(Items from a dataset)
****

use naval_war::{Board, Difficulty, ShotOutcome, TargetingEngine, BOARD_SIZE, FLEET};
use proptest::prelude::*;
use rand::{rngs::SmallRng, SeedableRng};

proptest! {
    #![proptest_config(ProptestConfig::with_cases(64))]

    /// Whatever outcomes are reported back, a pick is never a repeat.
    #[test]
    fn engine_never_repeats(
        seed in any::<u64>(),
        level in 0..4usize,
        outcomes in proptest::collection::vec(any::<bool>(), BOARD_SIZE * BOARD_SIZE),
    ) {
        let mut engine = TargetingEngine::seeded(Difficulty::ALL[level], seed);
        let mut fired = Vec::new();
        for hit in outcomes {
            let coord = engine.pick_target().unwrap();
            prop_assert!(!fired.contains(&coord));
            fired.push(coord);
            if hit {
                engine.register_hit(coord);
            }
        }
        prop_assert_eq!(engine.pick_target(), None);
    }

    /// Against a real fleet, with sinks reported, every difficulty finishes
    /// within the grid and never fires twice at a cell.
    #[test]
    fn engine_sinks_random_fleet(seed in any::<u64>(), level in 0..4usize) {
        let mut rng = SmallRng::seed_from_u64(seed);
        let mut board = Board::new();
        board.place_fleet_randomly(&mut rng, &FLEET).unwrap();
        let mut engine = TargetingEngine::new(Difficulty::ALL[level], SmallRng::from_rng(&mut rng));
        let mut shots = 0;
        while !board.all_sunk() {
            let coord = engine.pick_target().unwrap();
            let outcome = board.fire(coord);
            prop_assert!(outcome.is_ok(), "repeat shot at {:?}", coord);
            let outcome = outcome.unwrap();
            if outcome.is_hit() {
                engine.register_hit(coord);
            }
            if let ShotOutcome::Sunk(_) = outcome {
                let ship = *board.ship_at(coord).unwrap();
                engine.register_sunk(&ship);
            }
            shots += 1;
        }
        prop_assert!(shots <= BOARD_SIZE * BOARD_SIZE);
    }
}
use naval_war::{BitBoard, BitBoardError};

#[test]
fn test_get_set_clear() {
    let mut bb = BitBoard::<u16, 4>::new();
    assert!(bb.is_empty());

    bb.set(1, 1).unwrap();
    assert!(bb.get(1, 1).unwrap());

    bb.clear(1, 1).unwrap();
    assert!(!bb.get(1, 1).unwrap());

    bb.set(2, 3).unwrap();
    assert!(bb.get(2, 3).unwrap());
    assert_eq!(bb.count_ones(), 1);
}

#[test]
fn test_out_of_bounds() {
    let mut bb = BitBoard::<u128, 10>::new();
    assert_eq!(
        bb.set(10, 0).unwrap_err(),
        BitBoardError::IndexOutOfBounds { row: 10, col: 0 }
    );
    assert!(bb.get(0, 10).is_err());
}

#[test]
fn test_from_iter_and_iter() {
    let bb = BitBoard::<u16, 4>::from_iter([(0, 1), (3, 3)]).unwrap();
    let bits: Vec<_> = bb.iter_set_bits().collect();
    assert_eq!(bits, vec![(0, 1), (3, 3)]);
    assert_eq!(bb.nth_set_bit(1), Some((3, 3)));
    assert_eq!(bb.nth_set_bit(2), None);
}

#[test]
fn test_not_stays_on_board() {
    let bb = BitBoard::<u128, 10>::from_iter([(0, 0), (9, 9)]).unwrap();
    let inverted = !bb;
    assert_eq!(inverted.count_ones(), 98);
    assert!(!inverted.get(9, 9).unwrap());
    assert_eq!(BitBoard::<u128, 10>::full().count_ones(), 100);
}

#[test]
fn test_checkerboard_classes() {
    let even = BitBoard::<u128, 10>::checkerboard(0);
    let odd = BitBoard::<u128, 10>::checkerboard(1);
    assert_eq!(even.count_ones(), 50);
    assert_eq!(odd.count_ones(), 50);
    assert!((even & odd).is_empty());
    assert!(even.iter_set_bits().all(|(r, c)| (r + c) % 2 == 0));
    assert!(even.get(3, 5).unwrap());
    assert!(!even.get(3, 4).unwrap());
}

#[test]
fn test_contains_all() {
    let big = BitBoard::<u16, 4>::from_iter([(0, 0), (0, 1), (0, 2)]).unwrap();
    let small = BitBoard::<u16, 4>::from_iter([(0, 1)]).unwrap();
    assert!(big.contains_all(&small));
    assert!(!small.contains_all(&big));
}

****

*TO DO*. Please return, exactly as written, the line containing "1), (3, 3)]).unwrap();" and every line after it through the end of the records above, and nothing else.

*TASK OUTPUT*.
    let bb = BitBoard::<u16, 4>::from_iter([(0, 1), (3, 3)]).unwrap();
    let bits: Vec<_> = bb.iter_set_bits().collect();
    assert_eq!(bits, vec![(0, 1), (3, 3)]);
    assert_eq!(bb.nth_set_bit(1), Some((3, 3)));
    assert_eq!(bb.nth_set_bit(2), None);
}

#[test]
fn test_not_stays_on_board() {
    let bb = BitBoard::<u128, 10>::from_iter([(0, 0), (9, 9)]).unwrap();
    let inverted = !bb;
    assert_eq!(inverted.count_ones(), 98);
    assert!(!inverted.get(9, 9).unwrap());
    assert_eq!(BitBoard::<u128, 10>::full().count_ones(), 100);
}

#[test]
fn test_checkerboard_classes() {
    let even = BitBoard::<u128, 10>::checkerboard(0);
    let odd = BitBoard::<u128, 10>::checkerboard(1);
    assert_eq!(even.count_ones(), 50);
    assert_eq!(odd.count_ones(), 50);
    assert!((even & odd).is_empty());
    assert!(even.iter_set_bits().all(|(r, c)| (r + c) % 2 == 0));
    assert!(even.get(3, 5).unwrap());
    assert!(!even.get(3, 4).unwrap());
}

#[test]
fn test_contains_all() {
    let big = BitBoard::<u16, 4>::from_iter([(0, 0), (0, 1), (0, 2)]).unwrap();
    let small = BitBoard::<u16, 4>::from_iter([(0, 1)]).unwrap();
    assert!(big.contains_all(&small));
    assert!(!small.contains_all(&big));
}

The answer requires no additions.